To begin with, comparing everything that’s written in this new Constitutional proposal with what appears in the antidemocratic Constitution written under Pinochet, it’s shameful the zero importance that the latter gives to Nature. In all its pages, there’s only one mention of nature – in Article 19: “The right to live in an environment free of contamination. It’s the State’s duty to make sure that this right isn’t affected, and to protect the preservation of nature.”[1]

This old Constitution, still in force, isn’t only mute about Nature throughout most of the text, it also views it through an extremely neoliberal economic lens, transforming it into merely an economic asset, something to be traded on in the market. This level of mercantilism was left explicit in the case of water, for example, where Article 19 of the current Constitution states: “Individual rights over the waters will be awarded to the title holders, granting them property rights over it as recognized or constituted according to the law.”[2]

In contrast, the newly drafted democratic Constitution that will be voted on next September 4th, puts Nature at the center. This is reflected by the number of times that it makes mention of it, in one form or another: it’s present in 74 articles of the 388 that make up the proposed Constitution, equivalent to 19% of them.

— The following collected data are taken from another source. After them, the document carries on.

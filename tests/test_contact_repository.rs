//! Contact filtering and failure handling of the backend repository.

mod support;

use contact_greeter::{BackendClient, BackendContactRepository, ContactSource, Metrics};
use mockito::{Matcher, Server};
use support::{rows_body, with_captured_logs};
use tracing::Level;

fn repository_for(server: &mockito::ServerGuard) -> BackendContactRepository {
    BackendContactRepository::new(BackendClient::with_base_url(
        server.url(),
        "test-key".to_string(),
    ))
}

fn mock_rows(server: &mut mockito::ServerGuard, body: String) -> mockito::Mock {
    server
        .mock("GET", "/rest/v1/contatos")
        .match_query(Matcher::Any)
        .with_status(200)
        .with_header("content-type", "application/json")
        .with_body(body)
        .create()
}

#[test]
fn test_get_contacts_keeps_only_valid_rows_in_order() {
    let mut server = Server::new();
    let mock = mock_rows(
        &mut server,
        r#"[
            {"nome_contato": "Valid Contact 1", "numero_telefone": "5511987654321"},
            {"nome_contato": "Valid Contact 2", "numero_telefone": "5521912345678"},
            {"nome_contato": "Invalid Contact", "numero_telefone": "12345"},
            {"nome_contato": "", "numero_telefone": "5511987654321"},
            {"nome_contato": "Another Invalid", "numero_telefone": null},
            {"nome_contato": "Numeric Phone", "numero_telefone": 5511987654321},
            {"nome_contato": " Spaced ", "numero_telefone": "5599912345678"}
        ]"#
        .to_string(),
    );

    let metrics = Metrics::new();
    let repository = repository_for(&server).with_metrics(metrics.clone());
    let (contacts, logs) = with_captured_logs(|| repository.get_contacts());

    mock.assert();
    assert_eq!(contacts.len(), 3);
    assert_eq!(contacts[0].name, "Valid Contact 1");
    assert_eq!(contacts[1].phone.as_str(), "5521912345678");
    assert_eq!(contacts[2].name, " Spaced ");

    assert_eq!(logs.count(Level::WARN), 4);
    assert_eq!(logs.count(Level::ERROR), 0);
    assert!(logs
        .lines_at(Level::WARN)
        .iter()
        .any(|line| line.contains("Invalid Contact - 12345")));
    assert!(logs.contents().contains("3 of 7 contacts are valid"));

    assert_eq!(metrics.contacts_fetched_total(), 7);
    assert_eq!(metrics.contacts_rejected_total(), 4);
}

#[test]
fn test_get_contacts_does_not_deduplicate_or_reorder() {
    let mut server = Server::new();
    let _mock = mock_rows(
        &mut server,
        rows_body(&[
            ("Zoe", "5511987654321"),
            ("Ana", "5511987654321"),
            ("Zoe", "5511987654321"),
        ]),
    );

    let contacts = repository_for(&server).get_contacts();

    let names: Vec<&str> = contacts.iter().map(|c| c.name.as_str()).collect();
    assert_eq!(names, vec!["Zoe", "Ana", "Zoe"]);
}

#[test]
fn test_get_contacts_no_data() {
    let mut server = Server::new();
    let _mock = mock_rows(&mut server, "[]".to_string());

    let (contacts, logs) = with_captured_logs(|| repository_for(&server).get_contacts());

    assert!(contacts.is_empty());
    assert_eq!(logs.count(Level::ERROR), 0);
    assert_eq!(logs.count(Level::WARN), 0);
}

#[test]
fn test_get_contacts_backend_failure_degrades_to_empty() {
    let mut server = Server::new();
    let mock = server
        .mock("GET", "/rest/v1/contatos")
        .match_query(Matcher::Any)
        .with_status(500)
        .with_body("Test Exception")
        .create();

    let (contacts, logs) = with_captured_logs(|| repository_for(&server).get_contacts());

    mock.assert();
    assert!(contacts.is_empty());
    assert_eq!(logs.count(Level::ERROR), 1);
    assert!(logs.lines_at(Level::ERROR)[0].contains("Test Exception"));
}

#[test]
fn test_get_contacts_unreachable_backend() {
    let repository = BackendContactRepository::new(BackendClient::with_base_url(
        "http://127.0.0.1:1".to_string(),
        "test-key".to_string(),
    ));

    let (contacts, logs) = with_captured_logs(|| repository.get_contacts());

    assert!(contacts.is_empty());
    assert_eq!(logs.count(Level::ERROR), 1);
}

Similarly, of the 57 transitory articles for implementing the new Constitution, once approved, 9 of them are related to Nature, again demonstrating the concern that the State be enabled to develop laws and policies that guarantee the care and defense of the territories that have been severely mistreated in the last decades.

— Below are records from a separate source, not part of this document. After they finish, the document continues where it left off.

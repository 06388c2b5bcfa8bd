//! Shared helpers for integration tests.

use contact_greeter::telemetry::{build_subscriber, LogBuffer};
use tracing_subscriber::EnvFilter;

/// Run `f` with logs captured into the returned buffer.
#[allow(dead_code)]
pub fn with_captured_logs<T>(f: impl FnOnce() -> T) -> (T, LogBuffer) {
    let logs = LogBuffer::new();
    let subscriber = build_subscriber(EnvFilter::new("debug"), logs.clone(), false);
    let result = tracing::subscriber::with_default(subscriber, f);
    (result, logs)
}

/// JSON body of a contacts table response.
#[allow(dead_code)]
pub fn rows_body(rows: &[(&str, &str)]) -> String {
    let rows: Vec<serde_json::Value> = rows
        .iter()
        .map(|(name, phone)| {
            serde_json::json!({
                "nome_contato": name,
                "numero_telefone": phone
            })
        })
        .collect();
    serde_json::Value::Array(rows).to_string()
}

/// Start a listener that reads one request and closes the socket without
/// answering. Returns its base URL.
#[allow(dead_code)]
pub fn closing_server() -> (String, std::thread::JoinHandle<()>) {
    use std::io::Read;
    use std::net::TcpListener;

    let listener = TcpListener::bind("127.0.0.1:0").expect("bind listener");
    let url = format!("http://{}", listener.local_addr().expect("local addr"));

    let handle = std::thread::spawn(move || {
        if let Ok((mut stream, _)) = listener.accept() {
            let mut buf = [0u8; 4096];
            let _ = stream.read(&mut buf);
        }
    });

    (url, handle)
}
use crate::client::BackendClient;
use crate::config::BackendConfig;
use crate::error::ConfigResult;
use crate::metrics::Metrics;
use crate::models::Contact;
use crate::repositories::traits::ContactSource;
use tracing::{error, info, warn};

/// Contact repository backed by the hosted database.
///
/// Validates every row and drops the ones failing either check. Any
/// transport or API failure is logged and turned into an empty list, so
/// "no contacts" and "fetch failed" look the same to callers.
pub struct BackendContactRepository {
    client: BackendClient,
}

impl BackendContactRepository {
    /// Create a new BackendContactRepository with the given client.
    pub fn new(client: BackendClient) -> Self {
        Self { client }
    }

    /// Build the repository from `BACKEND_URL` / `BACKEND_KEY`.
    ///
    /// A missing or invalid credential is returned to the caller.
    pub fn from_env() -> ConfigResult<Self> {
        let config = BackendConfig::from_env().inspect_err(|e| {
            error!(
                "Backend credentials missing or invalid in .env or environment: {}",
                e
            );
        })?;

        let repository = Self::new(BackendClient::new(&config));
        info!("Backend contact repository initialized");
        Ok(repository)
    }

    /// Record into `metrics` instead of the client's own collector.
    pub fn with_metrics(self, metrics: Metrics) -> Self {
        Self::new(self.client.with_metrics(metrics))
    }

    /// The underlying HTTP client.
    pub fn client(&self) -> &BackendClient {
        &self.client
    }
}

impl ContactSource for BackendContactRepository {
    fn get_contacts(&self) -> Vec<Contact> {
        info!("Fetching contacts from backend");

        let rows = match self.client.fetch_contact_rows() {
            Ok(rows) => rows,
            Err(e) => {
                error!("Failed to fetch contacts from backend: {}", e);
                return Vec::new();
            }
        };

        if rows.is_empty() {
            info!("No contacts found");
            return Vec::new();
        }

        let total = rows.len();
        info!("{} contacts found", total);

        let metrics = self.client.metrics();
        let mut valid_contacts = Vec::with_capacity(total);

        for row in rows {
            let (name, phone) = row.describe();
            let (name, phone) = (name.to_string(), phone.to_string());

            match row.into_contact() {
                Ok(contact) => valid_contacts.push(contact),
                Err(reason) => {
                    metrics.record_contact_rejected();
                    warn!(%reason, "Invalid contact information: {} - {}", name, phone);
                }
            }
        }

        info!(
            "Validation finished. {} of {} contacts are valid",
            valid_contacts.len(),
            total
        );
        valid_contacts
    }
}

Without a doubt, we’re in the presence of an eco-Constitution that marks a precedent on a world scale since it contributes to putting limits on a completely unsustainable way of life. In the case of Chile this unsustainability is being made evident with the desertification, the loss of biodiversity, the so-called sacrifice zones, and the multiple socio-environmental conflicts generated by mining, forestry, agriculture and food production, salmon fishing, building and energy sectors.

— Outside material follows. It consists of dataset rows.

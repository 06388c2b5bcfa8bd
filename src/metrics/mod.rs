//! Basic metrics instrumentation for a greeting run.
//!
//! Provides counters and duration tracking for HTTP requests, contact
//! filtering and message delivery. Counters never influence control flow.

use serde::Serialize;
use std::sync::atomic::{AtomicU64, Ordering};
use std::sync::Arc;
use std::time::{Duration, Instant};

/// Metrics collector shared by the backend and gateway clients.
#[derive(Debug, Clone)]
pub struct Metrics {
    /// Total number of HTTP requests made
    http_requests_total: Arc<AtomicU64>,

    /// Total number of HTTP errors
    http_errors_total: Arc<AtomicU64>,

    /// Total duration of all HTTP requests in milliseconds
    http_duration_total_ms: Arc<AtomicU64>,

    /// Rows returned by the backend
    contacts_fetched_total: Arc<AtomicU64>,

    /// Rows dropped by validation
    contacts_rejected_total: Arc<AtomicU64>,

    /// Greetings accepted by the gateway
    messages_sent_total: Arc<AtomicU64>,

    /// Greetings that failed to send
    messages_failed_total: Arc<AtomicU64>,
}

impl Default for Metrics {
    fn default() -> Self {
        Self::new()
    }
}

impl Metrics {
    /// Create a new metrics collector.
    pub fn new() -> Self {
        Self {
            http_requests_total: Arc::new(AtomicU64::new(0)),
            http_errors_total: Arc::new(AtomicU64::new(0)),
            http_duration_total_ms: Arc::new(AtomicU64::new(0)),
            contacts_fetched_total: Arc::new(AtomicU64::new(0)),
            contacts_rejected_total: Arc::new(AtomicU64::new(0)),
            messages_sent_total: Arc::new(AtomicU64::new(0)),
            messages_failed_total: Arc::new(AtomicU64::new(0)),
        }
    }

    /// Record an HTTP request with duration.
    pub fn record_http_request(&self, duration: Duration) {
        self.http_requests_total.fetch_add(1, Ordering::Relaxed);
        self.http_duration_total_ms
            .fetch_add(duration.as_millis() as u64, Ordering::Relaxed);
    }

    /// Record an HTTP error.
    pub fn record_http_error(&self) {
        self.http_errors_total.fetch_add(1, Ordering::Relaxed);
    }

    /// Record rows returned by the backend.
    pub fn record_contacts_fetched(&self, count: usize) {
        self.contacts_fetched_total
            .fetch_add(count as u64, Ordering::Relaxed);
    }

    /// Record a row dropped by validation.
    pub fn record_contact_rejected(&self) {
        self.contacts_rejected_total.fetch_add(1, Ordering::Relaxed);
    }

    /// Record a delivered greeting.
    pub fn record_message_sent(&self) {
        self.messages_sent_total.fetch_add(1, Ordering::Relaxed);
    }

    /// Record a failed greeting.
    pub fn record_message_failed(&self) {
        self.messages_failed_total.fetch_add(1, Ordering::Relaxed);
    }

    /// Get total HTTP requests.
    pub fn http_requests_total(&self) -> u64 {
        self.http_requests_total.load(Ordering::Relaxed)
    }

    /// Get total HTTP errors.
    pub fn http_errors_total(&self) -> u64 {
        self.http_errors_total.load(Ordering::Relaxed)
    }

    /// Get total HTTP duration in milliseconds.
    pub fn http_duration_total_ms(&self) -> u64 {
        self.http_duration_total_ms.load(Ordering::Relaxed)
    }

    /// Get average HTTP request duration in milliseconds.
    pub fn http_duration_avg_ms(&self) -> f64 {
        let total = self.http_duration_total_ms.load(Ordering::Relaxed);
        let count = self.http_requests_total.load(Ordering::Relaxed);
        if count == 0 {
            0.0
        } else {
            total as f64 / count as f64
        }
    }

    pub fn contacts_fetched_total(&self) -> u64 {
        self.contacts_fetched_total.load(Ordering::Relaxed)
    }

    pub fn contacts_rejected_total(&self) -> u64 {
        self.contacts_rejected_total.load(Ordering::Relaxed)
    }

    pub fn messages_sent_total(&self) -> u64 {
        self.messages_sent_total.load(Ordering::Relaxed)
    }

    pub fn messages_failed_total(&self) -> u64 {
        self.messages_failed_total.load(Ordering::Relaxed)
    }

    /// Get a summary of all metrics.
    pub fn summary(&self) -> MetricsSummary {
        MetricsSummary {
            http_requests_total: self.http_requests_total(),
            http_errors_total: self.http_errors_total(),
            http_duration_total_ms: self.http_duration_total_ms(),
            http_duration_avg_ms: self.http_duration_avg_ms(),
            contacts_fetched_total: self.contacts_fetched_total(),
            contacts_rejected_total: self.contacts_rejected_total(),
            messages_sent_total: self.messages_sent_total(),
            messages_failed_total: self.messages_failed_total(),
        }
    }
}

/// A snapshot of metrics values.
#[derive(Debug, Clone, Serialize)]
pub struct MetricsSummary {
    pub http_requests_total: u64,
    pub http_errors_total: u64,
    pub http_duration_total_ms: u64,
    pub http_duration_avg_ms: f64,
    pub contacts_fetched_total: u64,
    pub contacts_rejected_total: u64,
    pub messages_sent_total: u64,
    pub messages_failed_total: u64,
}

/// Helper for timing HTTP requests.
pub struct HttpTimer {
    start: Instant,
    metrics: Metrics,
}

impl HttpTimer {
    /// Start timing an HTTP request.
    pub fn new(metrics: Metrics) -> Self {
        Self {
            start: Instant::now(),
            metrics,
        }
    }

    /// Complete the timing and record the duration.
    pub fn complete(self) {
        let duration = self.start.elapsed();
        self.metrics.record_http_request(duration);
    }

    /// Complete the timing and record as an error.
    pub fn complete_with_error(self) {
        let duration = self.start.elapsed();
        self.metrics.record_http_request(duration);
        self.metrics.record_http_error();
    }
}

In the face of this, the new constitution represents an enormous paradigm change with respect to our relationship to Nature. It positions us as part of it, interdependent, leaving behind that mechanical and anthropocentric paradigm, which functions in the service of privatization and the commodification of life.

It’s no coincidence that Luc Lavrysen, president of Belgium’s Constitutional Court, has noted that if Chile’s new Constitution is approved, it would be the most advanced in the world in matters of environmental protection.[3] This is something that should fill us all with pride as a country.

The new Constitution emphasizes that the State must generate preventive policies in the face of the existing climate crisis, and that it should respect and promote the Rights of Nature via responsible ecological policies and an environmental education for all.

In addition, it highlights the government’s obligation to protect biodiversity, preserving, conserving, and restoring different habitats, with special care invested in the natural public assets, such as the ocean floors, beaches, waters, glaciers and wetlands, geothermic fields, air and atmosphere, high mountain systems, native woodlands, and the subsoil.

From this principle, a new water statute is derived, redefining water as an essential public good that’s necessary for life, and as a right that can’t be appropriated by anyone. This would finally force Chile to leave behind the model of using water to derive profits, a concept which made it the only country in the world to privatize not only the companies distributing and administering the water, but also the water sources themselves.

It’s also impossible to avoid mentioning the creation of an autonomous institution for the Defense of Nature, as well as the establishment of different embedded principles that reflect the ecological views of the new Constitution: good living, environmental justice, intergenerational solidarity, and just climate responsibility and action.

Finally, it’s unprecedented and hugely noteworthy on a world level that Chile should declare itself an oceanic country and recognize the maritime zone as a legal category. This demonstrates, once more, the central position that this new Constitution assigns to Nature.